[Stored data entries]
***

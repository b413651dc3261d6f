// Path: crates/types/src/domain/identity.rs

//! Principals, governance identity specs, and role overlays.
//!
//! A principal's effective governance posture is never read off a single
//! record: the base [`IdentitySpec`] is composed with every active
//! [`RoleOverlay`] into a [`ResolvedIdentity`] at evaluation time. The merge
//! itself lives in `switchboard-services`; the types here only carry data.

use super::risk::{ApprovalRequirement, RiskCategory};
use crate::time::TimestampMs;
use serde::{Deserialize, Serialize};
use std::collections::{BTreeMap, BTreeSet};

/// Who is acting: a human operator or an autonomous agent.
#[derive(Debug, Clone, Copy, PartialEq, Eq, Serialize, Deserialize)]
#[serde(rename_all = "lowercase")]
pub enum PrincipalType {
    /// A human user.
    User,
    /// An autonomous agent.
    Agent,
}

/// An acting identity, created by the external identity layer and immutable
/// from the core's perspective.
#[derive(Debug, Clone, Serialize, Deserialize)]
#[serde(rename_all = "camelCase")]
pub struct Principal {
    /// Stable identifier.
    pub id: String,
    /// Whether this is a user or an agent.
    #[serde(rename = "type")]
    pub principal_type: PrincipalType,
    /// Display name.
    pub name: String,
    /// Organization scope, when present.
    #[serde(skip_serializing_if = "Option::is_none")]
    pub organization_id: Option<String>,
    /// Role names granted by the identity layer.
    #[serde(default)]
    pub roles: Vec<String>,
}

/// Spend ceilings, each optional. `None` means "no limit".
#[derive(Debug, Clone, Copy, Default, PartialEq, Serialize, Deserialize)]
#[serde(rename_all = "camelCase")]
pub struct SpendLimits {
    /// Ceiling over a rolling day.
    #[serde(skip_serializing_if = "Option::is_none")]
    pub daily: Option<f64>,
    /// Ceiling over a rolling week.
    #[serde(skip_serializing_if = "Option::is_none")]
    pub weekly: Option<f64>,
    /// Ceiling over a rolling month.
    #[serde(skip_serializing_if = "Option::is_none")]
    pub monthly: Option<f64>,
    /// Ceiling for any single action.
    #[serde(skip_serializing_if = "Option::is_none")]
    pub per_action: Option<f64>,
}

fn min_opt(a: Option<f64>, b: Option<f64>) -> Option<f64> {
    match (a, b) {
        (Some(x), Some(y)) => Some(x.min(y)),
        (Some(x), None) => Some(x),
        (None, Some(y)) => Some(y),
        (None, None) => None,
    }
}

fn max_opt(a: Option<f64>, b: Option<f64>) -> Option<f64> {
    // None is "no limit", which dominates any finite ceiling when relaxing.
    match (a, b) {
        (Some(x), Some(y)) => Some(x.max(y)),
        _ => None,
    }
}

impl SpendLimits {
    /// Tightens limits: min of each pair, with `None` treated as no opinion.
    pub fn tighten(&self, other: &SpendLimits) -> SpendLimits {
        SpendLimits {
            daily: min_opt(self.daily, other.daily),
            weekly: min_opt(self.weekly, other.weekly),
            monthly: min_opt(self.monthly, other.monthly),
            per_action: min_opt(self.per_action, other.per_action),
        }
    }

    /// Relaxes limits: max of each pair, with `None` preserving no-limit.
    pub fn relax(&self, other: &SpendLimits) -> SpendLimits {
        SpendLimits {
            daily: max_opt(self.daily, other.daily),
            weekly: max_opt(self.weekly, other.weekly),
            monthly: max_opt(self.monthly, other.monthly),
            per_action: max_opt(self.per_action, other.per_action),
        }
    }
}

/// The org-level governance dial.
#[derive(Debug, Clone, Copy, PartialEq, Eq, Serialize, Deserialize)]
#[serde(rename_all = "lowercase")]
pub enum GovernanceProfile {
    /// Log everything, gate nothing.
    Observe,
    /// Default gating posture.
    Guarded,
    /// Elevated gating posture.
    Strict,
    /// Everything requires mandatory approval.
    Locked,
}

/// Per-principal governance knobs.
#[derive(Debug, Clone, Serialize, Deserialize)]
#[serde(rename_all = "camelCase")]
pub struct IdentitySpec {
    /// The principal this spec governs.
    pub principal_id: String,
    /// Approval requirement per risk category.
    #[serde(default)]
    pub risk_tolerance: BTreeMap<RiskCategory, ApprovalRequirement>,
    /// Spend ceilings applying across every cartridge.
    #[serde(default)]
    pub global_spend_limits: SpendLimits,
    /// Spend ceilings per cartridge id.
    #[serde(default)]
    pub spend_limits: BTreeMap<String, SpendLimits>,
    /// Action types this principal may never perform.
    #[serde(default)]
    pub forbidden_behaviors: BTreeSet<String>,
    /// Action types this principal performs without approval when nothing
    /// else denies.
    #[serde(default)]
    pub trust_behaviors: BTreeSet<String>,
    /// Optional org-level governance dial.
    #[serde(skip_serializing_if = "Option::is_none")]
    pub governance_profile: Option<GovernanceProfile>,
}

impl IdentitySpec {
    /// A spec with no tolerances, limits, or behavior lists.
    pub fn empty(principal_id: impl Into<String>) -> Self {
        Self {
            principal_id: principal_id.into(),
            risk_tolerance: BTreeMap::new(),
            global_spend_limits: SpendLimits::default(),
            spend_limits: BTreeMap::new(),
            forbidden_behaviors: BTreeSet::new(),
            trust_behaviors: BTreeSet::new(),
            governance_profile: None,
        }
    }

    /// The approval requirement for a category, defaulting upward: an
    /// unconfigured category falls back to `Standard` for medium and above,
    /// `None` below.
    pub fn tolerance_for(&self, category: RiskCategory) -> ApprovalRequirement {
        if let Some(req) = self.risk_tolerance.get(&category) {
            return *req;
        }
        if category >= RiskCategory::Medium {
            ApprovalRequirement::Standard
        } else {
            ApprovalRequirement::None
        }
    }
}

/// Whether an overlay narrows or widens the base spec.
#[derive(Debug, Clone, Copy, PartialEq, Eq, Serialize, Deserialize)]
#[serde(rename_all = "lowercase")]
pub enum OverlayMode {
    /// Intersect trust, union forbidden, tighten limits.
    Restrict,
    /// Union trust, subtract forbidden, relax limits.
    Extend,
}

/// A recurring local-time window an overlay is active in.
///
/// The window is compared in the overlay's stated timezone, carried as a
/// fixed offset from UTC in minutes. A window may wrap midnight
/// (`start_hour > end_hour`).
#[derive(Debug, Clone, Serialize, Deserialize)]
#[serde(rename_all = "camelCase")]
pub struct TimeWindow {
    /// Inclusive start hour, 0-23, in the overlay's timezone.
    pub start_hour: u8,
    /// Exclusive end hour, 0-24, in the overlay's timezone.
    pub end_hour: u8,
    /// Offset of the overlay's timezone from UTC, in minutes.
    #[serde(default)]
    pub utc_offset_minutes: i32,
}

impl TimeWindow {
    /// Whether `now` falls inside the window.
    pub fn contains(&self, now: TimestampMs) -> bool {
        let local_ms = now + i64::from(self.utc_offset_minutes) * 60_000;
        let ms_of_day = local_ms.rem_euclid(crate::time::DAY_MS);
        let hour = (ms_of_day / 3_600_000) as u8;
        if self.start_hour <= self.end_hour {
            hour >= self.start_hour && hour < self.end_hour
        } else {
            // Wraps midnight.
            hour >= self.start_hour || hour < self.end_hour
        }
    }
}

/// Conditions gating whether an overlay applies. All stated conditions must
/// hold conjunctively.
#[derive(Debug, Clone, Default, Serialize, Deserialize)]
#[serde(rename_all = "camelCase")]
pub struct OverlayConditions {
    /// Active only inside this local-time window.
    #[serde(skip_serializing_if = "Option::is_none")]
    pub time_window: Option<TimeWindow>,
    /// Active only for these cartridges, matched as a literal set.
    #[serde(skip_serializing_if = "Option::is_none")]
    pub cartridge_ids: Option<BTreeSet<String>>,
    /// Active only for these action types, matched as a literal set.
    #[serde(skip_serializing_if = "Option::is_none")]
    pub action_types: Option<BTreeSet<String>>,
}

/// The sets and limits an overlay contributes.
#[derive(Debug, Clone, Default, Serialize, Deserialize)]
#[serde(rename_all = "camelCase")]
pub struct OverlayOverrides {
    /// Trust set contributed by this overlay.
    #[serde(skip_serializing_if = "Option::is_none")]
    pub trust_behaviors: Option<BTreeSet<String>>,
    /// Forbidden set contributed by this overlay.
    #[serde(skip_serializing_if = "Option::is_none")]
    pub forbidden_behaviors: Option<BTreeSet<String>>,
    /// Global spend limits contributed by this overlay.
    #[serde(skip_serializing_if = "Option::is_none")]
    pub global_spend_limits: Option<SpendLimits>,
    /// Per-cartridge spend limits contributed by this overlay.
    #[serde(skip_serializing_if = "Option::is_none")]
    pub spend_limits: Option<BTreeMap<String, SpendLimits>>,
}

/// A conditional modifier over a principal's identity spec.
#[derive(Debug, Clone, Serialize, Deserialize)]
#[serde(rename_all = "camelCase")]
pub struct RoleOverlay {
    /// Stable identifier.
    pub id: String,
    /// The principal this overlay modifies.
    pub principal_id: String,
    /// Whether the overlay narrows or widens.
    pub mode: OverlayMode,
    /// Application order; lower priority is applied first.
    pub priority: u32,
    /// Inactive overlays are skipped entirely.
    pub active: bool,
    /// Conditions gating the overlay.
    #[serde(default)]
    pub conditions: OverlayConditions,
    /// The sets and limits contributed.
    #[serde(default)]
    pub overrides: OverlayOverrides,
}

/// The composed result of identity resolution for one evaluation.
#[derive(Debug, Clone, Serialize, Deserialize)]
#[serde(rename_all = "camelCase")]
pub struct ResolvedIdentity {
    /// The principal resolved.
    pub principal_id: String,
    /// Effective approval requirement per risk category.
    pub effective_risk_tolerance: BTreeMap<RiskCategory, ApprovalRequirement>,
    /// Effective spend ceilings, with the cartridge-specific limits for the
    /// evaluation's cartridge already folded in.
    pub effective_spend_limits: SpendLimits,
    /// Effective forbidden action types.
    pub effective_forbidden_behaviors: BTreeSet<String>,
    /// Effective trusted action types.
    pub effective_trust_behaviors: BTreeSet<String>,
    /// Overlays that matched and were applied, in application order.
    pub matched_overlay_ids: Vec<String>,
    /// The governance dial carried over from the spec.
    #[serde(skip_serializing_if = "Option::is_none")]
    pub governance_profile: Option<GovernanceProfile>,
}

impl ResolvedIdentity {
    /// The approval requirement for a category after overlay composition,
    /// with the same upward default as [`IdentitySpec::tolerance_for`].
    pub fn tolerance_for(&self, category: RiskCategory) -> ApprovalRequirement {
        if let Some(req) = self.effective_risk_tolerance.get(&category) {
            return *req;
        }
        if category >= RiskCategory::Medium {
            ApprovalRequirement::Standard
        } else {
            ApprovalRequirement::None
        }
    }
}

#[cfg(test)]
mod tests {
    use super::*;

    #[test]
    fn tighten_takes_minimum_and_none_has_no_opinion() {
        let a = SpendLimits {
            daily: Some(100.0),
            weekly: None,
            monthly: Some(1000.0),
            per_action: Some(50.0),
        };
        let b = SpendLimits {
            daily: Some(80.0),
            weekly: Some(500.0),
            monthly: None,
            per_action: Some(60.0),
        };
        let t = a.tighten(&b);
        assert_eq!(t.daily, Some(80.0));
        assert_eq!(t.weekly, Some(500.0));
        assert_eq!(t.monthly, Some(1000.0));
        assert_eq!(t.per_action, Some(50.0));
    }

    #[test]
    fn relax_takes_maximum_and_none_wins() {
        let a = SpendLimits {
            daily: Some(100.0),
            ..Default::default()
        };
        let b = SpendLimits {
            daily: Some(80.0),
            weekly: Some(500.0),
            ..Default::default()
        };
        let r = a.relax(&b);
        assert_eq!(r.daily, Some(100.0));
        // `a.weekly` is None (no limit), which dominates.
        assert_eq!(r.weekly, None);
    }

    #[test]
    fn time_window_respects_offset_and_wrap() {
        // 1970-01-01 23:30 UTC.
        let late_utc = 23 * 3_600_000 + 30 * 60_000;
        let w = TimeWindow {
            start_hour: 22,
            end_hour: 6,
            utc_offset_minutes: 0,
        };
        assert!(w.contains(late_utc));
        assert!(w.contains(3 * 3_600_000));
        assert!(!w.contains(12 * 3_600_000));

        // Same instant is 01:30 local at +120 minutes, inside a 0-6 window.
        let w2 = TimeWindow {
            start_hour: 0,
            end_hour: 6,
            utc_offset_minutes: 120,
        };
        assert!(w2.contains(late_utc));
    }

    #[test]
    fn unconfigured_tolerance_defaults_upward() {
        let spec = IdentitySpec::empty("agent_1");
        assert_eq!(
            spec.tolerance_for(RiskCategory::Low),
            ApprovalRequirement::None
        );
        assert_eq!(
            spec.tolerance_for(RiskCategory::High),
            ApprovalRequirement::Standard
        );
    }
}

***

# Your objective
Pull every line holding "narrows" out of the records.

# Answer to the problem
/// Whether an overlay narrows or widens the base spec.
    /// Whether the overlay narrows or widens.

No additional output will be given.